After an extensive review of data from 61 published studies, three California researchers have concluded that a decline in average sperm density reported in the U.S. and other Western countries may be even greater than previously estimated.
Their analysis of data collected from 1938 to 1990 indicates that sperm densities in the United States have exhibited an average annual decrease of 1.5 million sperm per milliliter of collected sample, or about 1.5 percent per year, while those in European countries have declined at about twice that rate (3.1 percent per year).
The study was conducted by epidemiologists Shanna Swan, Eric Elkin and Laura Fenster of the California Department of Health Services. It appears in the November issue of Environmental Health Perspectives, the monthly scientific journal published by the National Institute of Environmental Health Sciences.

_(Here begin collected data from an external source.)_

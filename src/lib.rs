pub mod analysis;
pub mod ast;
pub mod codegen;
pub mod errors;
pub mod ir;
pub mod parse;
pub mod position;
pub mod source;
pub mod util;

#[cfg(target_family = "wasm")]
pub mod wasm;

use std::borrow::Cow;
use std::error::Error;
use std::fmt::{self, Display};

use crate::analysis::{build_class_table, TypeChecker, TypeckError};
use crate::ast::Class;
use crate::codegen::{CodegenError, CodegenOptions};
use crate::position::{HasSpan, Span};

#[derive(Debug, Clone, PartialEq, Eq)]
pub enum CompileError {
    Typeck(TypeckError),
    Codegen(CodegenError),
}

impl From<TypeckError> for CompileError {
    fn from(e: TypeckError) -> Self {
        Self::Typeck(e)
    }
}

impl From<CodegenError> for CompileError {
    fn from(e: CodegenError) -> Self {
        Self::Codegen(e)
    }
}

impl Display for CompileError {
    fn fmt(&self, f: &mut fmt::Formatter<'_>) -> fmt::Result {
        match self {
            Self::Typeck(e) => write!(f, "{}", e),
            Self::Codegen(e) => write!(f, "{}", e),
        }
    }
}

impl Error for CompileError {
    fn source(&self) -> Option<&(dyn Error + 'static)> {
        match self {
            Self::Typeck(e) => Some(e),
            Self::Codegen(e) => Some(e),
        }
    }
}

impl HasSpan for CompileError {
    fn span(&self) -> Cow<'_, Span> {
        match self {
            Self::Typeck(e) => e.span(),
            Self::Codegen(e) => e.span(),
        }
    }
}

/// Type-checks the classes and generates a Bril program from them.
pub fn compile(classes: &[Class<'_>], options: &CodegenOptions) -> Result<ir::Program, CompileError> {
    let mut ctx = build_class_table(classes)?;
    TypeChecker::new(&mut ctx).check(classes)?;

    Ok(codegen::generate(classes, &ctx, options)?)
}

Since the early 1930's, there has been considerable interest in declining semen quality as a key predictor of male reproductive dysfunction. The vast majority of studies designed to answer this question have focused on sperm density - the number of sperm contained in one milliliter of sample. (One milliliter is approximately 1/30th of an ounce.)
Despite enormous differences in data collection methods, study population and time period, most studies have come to the same conclusion - that sperm density has declined. In fact, a 1992 review of 61 such studies (Evidence for decreasing quality of semen during past 50 years, E. Carlsen, A. Giwercman, and N. Skakkebaek, British Medical Journal, vol. 305, page 609) revealed a steady decline, from 113 million sperm per milliliter in 1938 to 66 million in 1990, or about 1 million sperm per milliliter per year.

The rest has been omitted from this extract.